Madrid, septiembre de 2012
MIGC nació en México en 1960. A los 18 años se trasladó a España y estudió Geografía e Historia en la Universidad Complutense de Madrid. Trabajó en el sector de logística internacional, hasta que la enfermedad le obligó a retirarse a los 51 años de edad. Este texto ha sido escrito dentro del Taller de Periodismo Literario que imparte Doménico Chiappe
Apéndice escrito a comienzos de junio de 2013
Me pregunto cómo es posible que la enfermedad que me hace temer una invalidez y muerte tempranas no me haya ganado la partida de disfrutar del presente y no rendirme a una fácil y hasta justificada depresión. Hasta el punto de que hay cosas del día a día que me importan mucho más que el haber sacado este número de lotería con el premio gordo de probar demasiado pronto… ¿la vida eterna?
Así, cuando estoy con amigos, más allá de un simple saludo, cuando entramos en tertulia y se roza el tema de mi enfermedad, los encuentro a ellos casi más pesimistas que yo. Me pregunto si la serenidad conseguida no es más bien un punto de ingenuidad bobalicona o terquedad supina en seguir aquí el mayor tiempo posible. Esto último suena heroico, y sin embargo creo que no es mucho más que respuesta genética básica grabada en el ADN de la especie: pelear por sobrevivir. Un poco como la historia de los náufragos.
Me sorprendo sonriendo al contabilizar las renuncias tragadas, en seco, como una píldora que le cuesta superar el velo del paladar y nos hace toser y agitarnos mientras el sabor de la química invade toda la boca…

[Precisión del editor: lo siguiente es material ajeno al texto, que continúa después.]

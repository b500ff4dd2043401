//! Add-on feature subscriptions (floorplans).
//!
//! A feature subscription is independent of the site plan. It is either
//! scoped to the whole site or to a single place, and a place-scoped
//! subscription always wins over a site-scoped one for that place.

use std::fmt;
use std::str::FromStr;

use chrono::{DateTime, Months, Utc};
use serde::{Deserialize, Serialize};
use uuid::Uuid;

use crate::error::LokalError;

#[derive(Debug, Clone, Copy, Serialize, Deserialize, PartialEq, Eq)]
#[serde(rename_all = "lowercase")]
pub enum SubscriptionScope {
    Site,
    Place,
}

impl SubscriptionScope {
    pub fn as_str(&self) -> &'static str {
        match self {
            SubscriptionScope::Site => "site",
            SubscriptionScope::Place => "place",
        }
    }
}

impl FromStr for SubscriptionScope {
    type Err = LokalError;

    fn from_str(s: &str) -> Result<Self, Self::Err> {
        match s {
            "site" => Ok(SubscriptionScope::Site),
            "place" => Ok(SubscriptionScope::Place),
            other => Err(LokalError::validation(format!("unknown scope: {other}"))),
        }
    }
}

#[derive(Debug, Clone, Copy, Serialize, Deserialize, PartialEq, Eq)]
#[serde(rename_all = "SCREAMING_SNAKE_CASE")]
pub enum FeatureKey {
    Floorplans,
}

impl FeatureKey {
    pub fn as_str(&self) -> &'static str {
        match self {
            FeatureKey::Floorplans => "FLOORPLANS",
        }
    }
}

impl FromStr for FeatureKey {
    type Err = LokalError;

    fn from_str(s: &str) -> Result<Self, Self::Err> {
        match s {
            "FLOORPLANS" => Ok(FeatureKey::Floorplans),
            other => Err(LokalError::validation(format!("unknown feature key: {other}"))),
        }
    }
}

#[derive(Debug, Clone, Copy, Serialize, Deserialize, PartialEq, Eq)]
#[serde(rename_all = "SCREAMING_SNAKE_CASE")]
pub enum FeaturePlanKey {
    FpStandard,
    /// Custom contract; requires an explicit `floorplan_limit`.
    FpCustom,
}

impl FeaturePlanKey {
    pub fn as_str(&self) -> &'static str {
        match self {
            FeaturePlanKey::FpStandard => "FP_STANDARD",
            FeaturePlanKey::FpCustom => "FP_CUSTOM",
        }
    }
}

impl FromStr for FeaturePlanKey {
    type Err = LokalError;

    fn from_str(s: &str) -> Result<Self, Self::Err> {
        match s {
            "FP_STANDARD" => Ok(FeaturePlanKey::FpStandard),
            "FP_CUSTOM" => Ok(FeaturePlanKey::FpCustom),
            other => Err(LokalError::validation(format!("unknown plan key: {other}"))),
        }
    }
}

#[derive(Debug, Clone, Copy, Serialize, Deserialize, PartialEq, Eq)]
#[serde(rename_all = "SCREAMING_SNAKE_CASE")]
pub enum BillingPeriod {
    Monthly,
    Yearly,
}

impl BillingPeriod {
    pub fn as_str(&self) -> &'static str {
        match self {
            BillingPeriod::Monthly => "MONTHLY",
            BillingPeriod::Yearly => "YEARLY",
        }
    }

    /// End of the first billing period starting at `start`.
    pub fn period_end(&self, start: DateTime<Utc>) -> DateTime<Utc> {
        let months = match self {
            BillingPeriod::Monthly => Months::new(1),
            BillingPeriod::Yearly => Months::new(12),
        };
        start.checked_add_months(months).unwrap_or(start)
    }
}

impl FromStr for BillingPeriod {
    type Err = LokalError;

    fn from_str(s: &str) -> Result<Self, Self::Err> {
        match s {
            "MONTHLY" => Ok(BillingPeriod::Monthly),
            "YEARLY" => Ok(BillingPeriod::Yearly),
            other => Err(LokalError::validation(format!(
                "unknown billing period: {other}"
            ))),
        }
    }
}

#[derive(Debug, Clone, Copy, Serialize, Deserialize, PartialEq, Eq)]
#[serde(rename_all = "SCREAMING_SNAKE_CASE")]
pub enum FeatureSubscriptionStatus {
    Active,
    /// Soft-cancelled: still usable until `current_period_end`.
    Canceled,
    Suspended,
    Expired,
}

impl FeatureSubscriptionStatus {
    pub fn as_str(&self) -> &'static str {
        match self {
            FeatureSubscriptionStatus::Active => "ACTIVE",
            FeatureSubscriptionStatus::Canceled => "CANCELED",
            FeatureSubscriptionStatus::Suspended => "SUSPENDED",
            FeatureSubscriptionStatus::Expired => "EXPIRED",
        }
    }
}

impl fmt::Display for FeatureSubscriptionStatus {
    fn fmt(&self, f: &mut fmt::Formatter<'_>) -> fmt::Result {
        f.write_str(self.as_str())
    }
}

impl FromStr for FeatureSubscriptionStatus {
    type Err = LokalError;

    fn from_str(s: &str) -> Result<Self, Self::Err> {
        match s {
            "ACTIVE" => Ok(FeatureSubscriptionStatus::Active),
            "CANCELED" => Ok(FeatureSubscriptionStatus::Canceled),
            "SUSPENDED" => Ok(FeatureSubscriptionStatus::Suspended),
            "EXPIRED" => Ok(FeatureSubscriptionStatus::Expired),
            other => Err(LokalError::validation(format!(
                "unknown feature subscription status: {other}"
            ))),
        }
    }
}

#[derive(Debug, Clone, Serialize, Deserialize, PartialEq)]
pub struct FeatureSubscription {
    pub id: Uuid,
    pub site_id: Uuid,
    pub scope: SubscriptionScope,
    /// Set iff `scope` is `Place`.
    pub place_id: Option<Uuid>,
    pub feature_key: FeatureKey,
    pub plan_key: FeaturePlanKey,
    pub billing_period: BillingPeriod,
    pub status: FeatureSubscriptionStatus,
    pub floorplan_limit: Option<u32>,
    pub current_period_start: DateTime<Utc>,
    pub current_period_end: DateTime<Utc>,
    pub canceled_at: Option<DateTime<Utc>>,
    pub created_at: DateTime<Utc>,
    pub updated_at: DateTime<Utc>,
}

impl FeatureSubscription {
    /// Whether the subscription grants its feature at `now`.
    ///
    /// Active and cancelled subscriptions both count until the period
    /// ends; suspended and expired ones never do.
    pub fn is_usable_at(&self, now: DateTime<Utc>) -> bool {
        matches!(
            self.status,
            FeatureSubscriptionStatus::Active | FeatureSubscriptionStatus::Canceled
        ) && self.current_period_end > now
    }
}

#[derive(Debug, Clone, Serialize, Deserialize)]
pub struct CreateFeatureSubscription {
    pub site_id: Uuid,
    pub scope: SubscriptionScope,
    pub place_id: Option<Uuid>,
    pub feature_key: FeatureKey,
    pub plan_key: FeaturePlanKey,
    pub billing_period: BillingPeriod,
    pub floorplan_limit: Option<u32>,
    /// Defaults to now.
    pub current_period_start: Option<DateTime<Utc>>,
    /// Defaults to one billing period after the start.
    pub current_period_end: Option<DateTime<Utc>>,
}

#[derive(Debug, Clone, Serialize, Deserialize, Default)]
pub struct UpdateFeatureSubscription {
    pub plan_key: Option<FeaturePlanKey>,
    pub billing_period: Option<BillingPeriod>,
    pub floorplan_limit: Option<u32>,
    pub current_period_end: Option<DateTime<Utc>>,
    /// Lifecycle changes go through cancel/suspend/resume only.
    #[serde(skip)]
    pub status: Option<FeatureSubscriptionStatus>,
    /// `Some(Some(val))` = set, `Some(None)` = clear, `None` = no change.
    #[serde(skip)]
    pub canceled_at: Option<Option<DateTime<Utc>>>,
}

No hablar bien, cansarme al hablar, no poder ya hablar. Tragar con algo de dificultad, sentir que me ahogo por una gota de saliva o un trocito de comida, renunciar a alimentos que me encantan. No poder correr, no poder caminar rápido… Todo pesa mucho más, me cuesta mucho incorporarme, me cuesta más y más, necesito apoyo. No poder besar con fuerza. No poder cantar, no poder silbar, no poder sonreír (de verdad). No poder bailar salvajemente. No atreverme más a escoger los tacones altos, descarados, si temo enfrentarme a un camino de mas de diez minutos. Aprender a no poder ser espontánea en mi expresión. Aprender a hacer todo más despacio. Aprender a vivir con el miedo, domesticarlo, mirarlo de frente para luego desinteresarme de tan aburrido paisaje. No perder la paciencia cuando no me entienden y me hablan en inglés o muy despacio y vocalizando para que les lea los labios. Suma y sigue. El orden de las renuncias es lo de menos. Lo verdaderamente curioso son los cambios en la percepción del valor de las cosas. Del tiempo. De la ambición, del amor, de la frustración.
Nueva atalaya desde donde asomarse. Me siento y me doy cuenta de que estoy mucho más alta. Y que hay más personas en la cumbre. Abajo veo en tamaño muy reducido muchos de los problemas que antes podían torturarme sin descanso. Sin embargo soy mucho más consciente del viento suave, de la luz, del color, de la naturaleza, de las palabras, de los amigos, de mi familia. De los abrazos, de las caricias, de las miradas. De la torpeza, del miedo, de la tensión. De la música, de la pintura. De los sabores y de los olores.
No he alcanzado ningún nirvana. Me irritan aún demasiadas cosas y siento tristeza, enfado, alegría y pasión como antes. Es solo que todo se ve mejor cuando la posición es más alta, cuando inevitablemente has elevado la perspectiva. Seguimos. Me apetece.